A Dramatic Change and A Cultural Tragedy

In the days following the FSLN’s electoral triumph, Daniel Ortega’s assurances to bankers and foreign investors that there would be no “dramatic change” in macroeconomic policy earned him the “benefit of the doubt.” from analysts and business leaders. But his electoral campaign, laced with a constant manipulation of Christian culture, topped by the dramatic criminalizing of therapeutic abortion right before the elections, thanks mainly to the votes of the Sandinista legislative bench,earned him mistrust, concern and doubts about the benefit from other quarters.

María López Vigil

On October l6, Nicaragua’s Catholic bishops, accompanied by the leaders of some evangelical denominations, held a march against abortion in the streets of Managua. It included people from all over the country who had been organized in their parishes and churches. Students in both Catholic and public schools, even the little ones, were encouraged to attend the march, which would count as a school activity for which they would receive grade points. The FSLN and the ALN financed the transportation from towns outside Managua. The FSLN asked to participate in the march with a pink carriage, the color of their electoral campaign, but the bishops rejected the request arguing that they didn’t want “partisan colors,” even though by that time the march was tinted with the colors of four of the five campaigning parties.

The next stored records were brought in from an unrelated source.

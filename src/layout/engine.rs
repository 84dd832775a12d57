//! Motor de paginación
//!
//! Máquina de estados sobre un cursor `(página actual, desplazamiento
//! vertical)`: acumula elementos mientras queda espacio y salta de página
//! cuando el siguiente elemento no cabe o cuando llega una sugerencia
//! explícita de salto. Reglas:
//!
//! - Un bloque de texto se parte línea a línea, así que un párrafo largo
//!   puede continuar en la página siguiente.
//! - Una fila de tabla es atómica: nunca se parte entre dos páginas,
//!   aunque la tabla completa sí puede repartirse en varias.
//! - La numeración ("Hoja N de TOTAL") se estampa en una pasada final,
//!   cuando ya se conoce el total de páginas.
//!
//! Las coordenadas internas crecen hacia abajo desde el borde superior;
//! el backend de PDF hace la conversión a su sistema de ejes.

use crate::layout::metrics::{text_width, wrap_text};
use crate::render::{Align, Color, Primitive, Row, Table, TextBlock, Theme};

/// Tamaño de página A4 vertical, en puntos
pub const PAGE_WIDTH: f32 = 595.28;
pub const PAGE_HEIGHT: f32 = 841.89;

/// Interlineado relativo al tamaño de letra
const LINE_FACTOR: f32 = 1.35;
/// Relleno interior de las celdas
const CELL_PAD: f32 = 4.0;
/// Separación tras cada tabla
const TABLE_SPACING: f32 = 8.0;
/// Espacio reservado al pie para la numeración
const BOTTOM_RESERVE: f32 = 42.0;
/// Línea base del pie, medida desde el borde inferior
const FOOTER_BASELINE: f32 = 28.0;
const FOOTER_SIZE: f32 = 7.0;

/// Color del trazo de la retícula de tablas
const GRID: Color = Color::new(180, 180, 180);

/// Texto ya posicionado
#[derive(Debug, Clone, PartialEq)]
pub struct PlacedText {
    pub x: f32,
    /// Borde superior de la línea, medido desde arriba
    pub y: f32,
    pub text: String,
    pub size: f32,
    pub bold: bool,
    pub color: Color,
}

/// Rectángulo ya posicionado (relleno, trazo o ambos)
#[derive(Debug, Clone, PartialEq)]
pub struct PlacedRect {
    pub x: f32,
    pub y: f32,
    pub width: f32,
    pub height: f32,
    pub fill: Option<Color>,
    pub stroke: Option<Color>,
}

#[derive(Debug, Clone, PartialEq)]
pub enum PageElement {
    Text(PlacedText),
    Rect(PlacedRect),
}

/// Página maquetada
#[derive(Debug, Clone, Default, PartialEq)]
pub struct PageLayout {
    pub elements: Vec<PageElement>,
}

/// Motor de maquetado de una exportación
///
/// Se construye, coloca todos los primitivos y se consume con
/// [`LayoutEngine::finish`]. Cada exportación crea el suyo; no hay estado
/// compartido entre llamadas concurrentes.
pub struct LayoutEngine<'a> {
    theme: &'a Theme,
    pages: Vec<PageLayout>,
    cursor_y: f32,
}

impl<'a> LayoutEngine<'a> {
    pub fn new(theme: &'a Theme) -> Self {
        Self {
            theme,
            pages: vec![PageLayout::default()],
            cursor_y: theme.margen,
        }
    }

    fn content_width(&self) -> f32 {
        PAGE_WIDTH - 2.0 * self.theme.margen
    }

    fn content_bottom(&self) -> f32 {
        PAGE_HEIGHT - BOTTOM_RESERVE
    }

    fn current_page(&mut self) -> &mut PageLayout {
        self.pages.last_mut().expect("siempre hay una página activa")
    }

    fn break_page(&mut self) {
        self.pages.push(PageLayout::default());
        self.cursor_y = self.theme.margen;
    }

    /// Coloca toda la secuencia de primitivos en orden
    pub fn place_all(&mut self, primitives: &[Primitive]) {
        for primitive in primitives {
            match primitive {
                Primitive::Text(block) => self.place_text(block),
                Primitive::Table(table) => self.place_table(table),
                Primitive::PageBreak => self.break_page(),
            }
        }
    }

    /// Coloca un bloque de texto, línea a línea
    ///
    /// Si el bloque lleva banda, cada línea dibuja su tramo de banda a
    /// todo lo ancho de la página; las líneas contiguas forman una banda
    /// continua.
    fn place_text(&mut self, block: &TextBlock) {
        let line_h = block.size * LINE_FACTOR;
        let lines = wrap_text(&block.text, self.content_width(), block.size, block.bold);
        let margen = self.theme.margen;

        for line in lines {
            if self.cursor_y + line_h > self.content_bottom() {
                self.break_page();
            }
            let y = self.cursor_y;
            if let Some(fill) = block.band_fill {
                self.current_page().elements.push(PageElement::Rect(PlacedRect {
                    x: 0.0,
                    y,
                    width: PAGE_WIDTH,
                    height: line_h + block.space_after,
                    fill: Some(fill),
                    stroke: None,
                }));
            }
            self.current_page().elements.push(PageElement::Text(PlacedText {
                x: margen,
                y,
                text: line,
                size: block.size,
                bold: block.bold,
                color: block.color,
            }));
            self.cursor_y += line_h;
        }
        self.cursor_y += block.space_after;
    }

    /// Coloca una tabla con filas atómicas
    fn place_table(&mut self, table: &Table) {
        let content_w = self.content_width();
        let col_widths: Vec<f32> = table.widths.iter().map(|f| f * content_w).collect();

        if let Some(band) = &table.band {
            self.place_table_band(table, &band.text, band.fill, &col_widths);
        }

        for row in &table.rows {
            self.place_table_row(table, row, &col_widths);
        }
        self.cursor_y += TABLE_SPACING;
    }

    /// Banda de título de la tabla
    ///
    /// Para no dejar una banda huérfana al pie, se comprueba que quepa la
    /// banda junto con la primera fila antes de colocarla.
    fn place_table_band(&mut self, table: &Table, text: &str, fill: Color, col_widths: &[f32]) {
        let size = table.font_size + 0.5;
        let line_h = size * LINE_FACTOR;
        let content_w: f32 = col_widths.iter().sum();
        let lines = wrap_text(text, content_w - 2.0 * CELL_PAD, size, true);
        let band_h = lines.len() as f32 * line_h + 2.0 * CELL_PAD;

        let first_row_h = table
            .rows
            .first()
            .map(|row| self.row_height(table, row, col_widths))
            .unwrap_or(0.0);
        if self.cursor_y + band_h + first_row_h > self.content_bottom() {
            self.break_page();
        }

        let x = self.theme.margen;
        let y = self.cursor_y;
        self.current_page().elements.push(PageElement::Rect(PlacedRect {
            x,
            y,
            width: content_w,
            height: band_h,
            fill: Some(fill),
            stroke: Some(GRID),
        }));
        for (i, line) in lines.iter().enumerate() {
            self.current_page().elements.push(PageElement::Text(PlacedText {
                x: x + CELL_PAD,
                y: y + CELL_PAD + i as f32 * line_h,
                text: line.clone(),
                size,
                bold: true,
                color: crate::render::WHITE,
            }));
        }
        self.cursor_y += band_h;
    }

    fn row_height(&self, table: &Table, row: &Row, col_widths: &[f32]) -> f32 {
        let line_h = table.font_size * LINE_FACTOR;
        let mut max_lines = 1usize;
        for (cell, width) in row.cells.iter().zip(col_widths) {
            let lines = wrap_text(&cell.text, width - 2.0 * CELL_PAD, table.font_size, cell.bold);
            max_lines = max_lines.max(lines.len());
        }
        max_lines as f32 * line_h + 2.0 * CELL_PAD
    }

    /// Coloca una fila completa o salta de página
    ///
    /// La fila nunca se parte: si no cabe en el espacio restante se pasa
    /// íntegra a una página nueva. Una fila más alta que una página entera
    /// se coloca al inicio de página limpia tal cual.
    fn place_table_row(&mut self, table: &Table, row: &Row, col_widths: &[f32]) {
        let line_h = table.font_size * LINE_FACTOR;
        let row_h = self.row_height(table, row, col_widths);

        let available_full = self.content_bottom() - self.theme.margen;
        if self.cursor_y + row_h > self.content_bottom()
            && (row_h <= available_full || self.cursor_y > self.theme.margen)
        {
            self.break_page();
        }

        let y = self.cursor_y;
        let mut x = self.theme.margen;
        for (cell, &width) in row.cells.iter().zip(col_widths) {
            self.current_page().elements.push(PageElement::Rect(PlacedRect {
                x,
                y,
                width,
                height: row_h,
                fill: cell.fill,
                stroke: Some(GRID),
            }));
            let text_color = cell.color.unwrap_or(self.theme.color_texto);
            let lines = wrap_text(&cell.text, width - 2.0 * CELL_PAD, table.font_size, cell.bold);
            for (i, line) in lines.iter().enumerate() {
                if line.is_empty() {
                    continue;
                }
                let line_x = match cell.align {
                    Align::Left => x + CELL_PAD,
                    Align::Center => {
                        let w = text_width(line, table.font_size, cell.bold);
                        x + (width - w) / 2.0
                    }
                };
                self.current_page().elements.push(PageElement::Text(PlacedText {
                    x: line_x,
                    y: y + CELL_PAD + i as f32 * line_h,
                    text: line.clone(),
                    size: table.font_size,
                    bold: cell.bold,
                    color: text_color,
                }));
            }
            x += width;
        }
        self.cursor_y += row_h;
    }

    /// Pasada final: estampa "Hoja N de TOTAL" en cada página
    ///
    /// El total solo se conoce al terminar el maquetado, por eso la
    /// numeración no puede hacerse en línea.
    pub fn finish(mut self) -> Vec<PageLayout> {
        let total = self.pages.len();
        let footer_y = PAGE_HEIGHT - FOOTER_BASELINE;
        let pie = self.theme.pie_pagina.clone();
        let color = self.theme.color_tenue;
        for (i, page) in self.pages.iter_mut().enumerate() {
            let text = format!("Hoja {} de {} | {}", i + 1, total, pie);
            let w = text_width(&text, FOOTER_SIZE, false);
            page.elements.push(PageElement::Text(PlacedText {
                x: (PAGE_WIDTH - w) / 2.0,
                y: footer_y,
                text,
                size: FOOTER_SIZE,
                bold: false,
                color,
            }));
        }
        self.pages
    }
}

#[cfg(test)]
mod tests {
    use super::*;
    use crate::render::{Band, Cell, Primitive, Row, Table, TextBlock, Theme};

    fn texts(page: &PageLayout) -> Vec<&PlacedText> {
        page.elements
            .iter()
            .filter_map(|e| match e {
                PageElement::Text(t) => Some(t),
                _ => None,
            })
            .collect()
    }

    fn simple_table(rows: usize, cell_text: &str) -> Table {
        Table {
            band: Some(Band {
                text: "FASE DE PRUEBA".to_string(),
                fill: Color::new(15, 23, 42),
            }),
            rows: (0..rows)
                .map(|i| {
                    Row::new(vec![
                        Cell::text(format!("SESIÓN {}", i + 1)).bold().centered(),
                        Cell::text(cell_text),
                    ])
                })
                .collect(),
            widths: vec![0.15, 0.85],
            font_size: 7.0,
        }
    }

    #[test]
    fn test_salto_explicito_abre_pagina_nueva() {
        let theme = Theme::default();
        let mut engine = LayoutEngine::new(&theme);
        engine.place_all(&[
            Primitive::Text(TextBlock::new("uno", 10.0, theme.color_texto)),
            Primitive::PageBreak,
            Primitive::Text(TextBlock::new("dos", 10.0, theme.color_texto)),
        ]);
        let pages = engine.finish();
        assert_eq!(pages.len(), 2);
        assert!(texts(&pages[1]).iter().any(|t| t.text == "dos"));
    }

    #[test]
    fn test_tabla_larga_reparte_filas_sin_partirlas() {
        let theme = Theme::default();
        let relleno = "Actividad extensa de indagación con registro en bitácora, \
                       discusión por equipos y elaboración de conclusiones para \
                       compartir con la comunidad escolar. "
            .repeat(4);
        let mut engine = LayoutEngine::new(&theme);
        engine.place_all(&[Primitive::Table(simple_table(12, &relleno))]);
        let pages = engine.finish();
        assert!(pages.len() >= 2, "doce sesiones largas exceden una página");

        // Ninguna fila invade la reserva del pie: todo rectángulo de
        // celda termina por encima del área de numeración
        for page in &pages {
            for element in &page.elements {
                if let PageElement::Rect(r) = element {
                    assert!(r.y + r.height <= PAGE_HEIGHT - BOTTOM_RESERVE + 0.01);
                }
            }
        }
        // Las doce sesiones siguen presentes y en orden
        let ordinales: Vec<String> = pages
            .iter()
            .flat_map(|p| texts(p))
            .filter(|t| t.text.starts_with("SESIÓN "))
            .map(|t| t.text.clone())
            .collect();
        assert_eq!(ordinales.len(), 12);
        assert_eq!(ordinales[0], "SESIÓN 1");
        assert_eq!(ordinales[11], "SESIÓN 12");
    }

    #[test]
    fn test_numeracion_estampa_cada_pagina_una_vez() {
        let theme = Theme::default();
        let mut engine = LayoutEngine::new(&theme);
        engine.place_all(&[
            Primitive::Text(TextBlock::new("portada", 10.0, theme.color_texto)),
            Primitive::PageBreak,
            Primitive::Text(TextBlock::new("interior", 10.0, theme.color_texto)),
            Primitive::PageBreak,
            Primitive::Text(TextBlock::new("final", 10.0, theme.color_texto)),
        ]);
        let pages = engine.finish();
        assert_eq!(pages.len(), 3);
        for (i, page) in pages.iter().enumerate() {
            let pies: Vec<_> = texts(page)
                .into_iter()
                .filter(|t| t.text.starts_with("Hoja "))
                .collect();
            assert_eq!(pies.len(), 1);
            assert!(pies[0]
                .text
                .starts_with(&format!("Hoja {} de 3", i + 1)));
        }
    }

    #[test]
    fn test_parrafo_largo_continua_en_la_siguiente_pagina() {
        let theme = Theme::default();
        let largo = "El diagnóstico socioeducativo de la comunidad escolar ".repeat(120);
        let mut engine = LayoutEngine::new(&theme);
        engine.place_all(&[Primitive::Text(TextBlock::new(largo, 10.0, theme.color_texto))]);
        let pages = engine.finish();
        assert!(pages.len() >= 2);
        // Todas las líneas quedan dentro del área de contenido
        for page in &pages {
            for t in texts(page) {
                assert!(t.y >= theme.margen - 0.01);
                assert!(t.y <= PAGE_HEIGHT - FOOTER_BASELINE + 0.01);
            }
        }
    }

    #[test]
    fn test_mismo_documento_mismo_maquetado() {
        let theme = Theme::default();
        let prims = vec![Primitive::Table(simple_table(5, "contenido de sesión"))];
        let run = |prims: &[Primitive]| {
            let mut engine = LayoutEngine::new(&theme);
            engine.place_all(prims);
            engine.finish()
        };
        assert_eq!(run(&prims), run(&prims));
    }
}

Thousands of people—no one knew or wanted to give a definite number; the media used the word “multitude”—ended up in front of the National Assembly that morning. They carried posters with photographs of destroyed fetuses and banners displaying a Jesus in tearful prayer, holding a fetus in his hand. With their white celebratory cassocks and red calottes, the prelates were received by the Assembly’s leadership council in a formal ceremony never previously offered to any social group. They delivered 290,000 signatures to the legislators, petitioning the elimination of therapeutic abortion from Nicaragua’s Penal Code, where it had existed for 110 years. On October 26, in the fastest legislative process in recent political history, the Assembly gave them what they wanted. And on November 17, in a closed-door ceremony, several bishops accompanied President Bolaños as he ratified the criminalizing of therapeutic abortion with his signature.

An irresponsible carelessness

The issue of abortion, specifically therapeutic abortion, had found its opening to piggy-back the electoral debate two months earlier, in August, when MRS candidate Edmundo Jarquín told a journalist who approached him in the middle of the street that he was “naturally” in favor of interrupting a pregnancy when the mother’s life was at risk. He added that he respected the constitutional principle of a secular state. The candidates of the other four parties immediately decided to get political mileage out of Jarquin’s statements. Also for political reasons, Jarquín insisted on various occasions in the following days that he considered the topic a “closed case” and would speak no more about it, although he did not renege on his statement.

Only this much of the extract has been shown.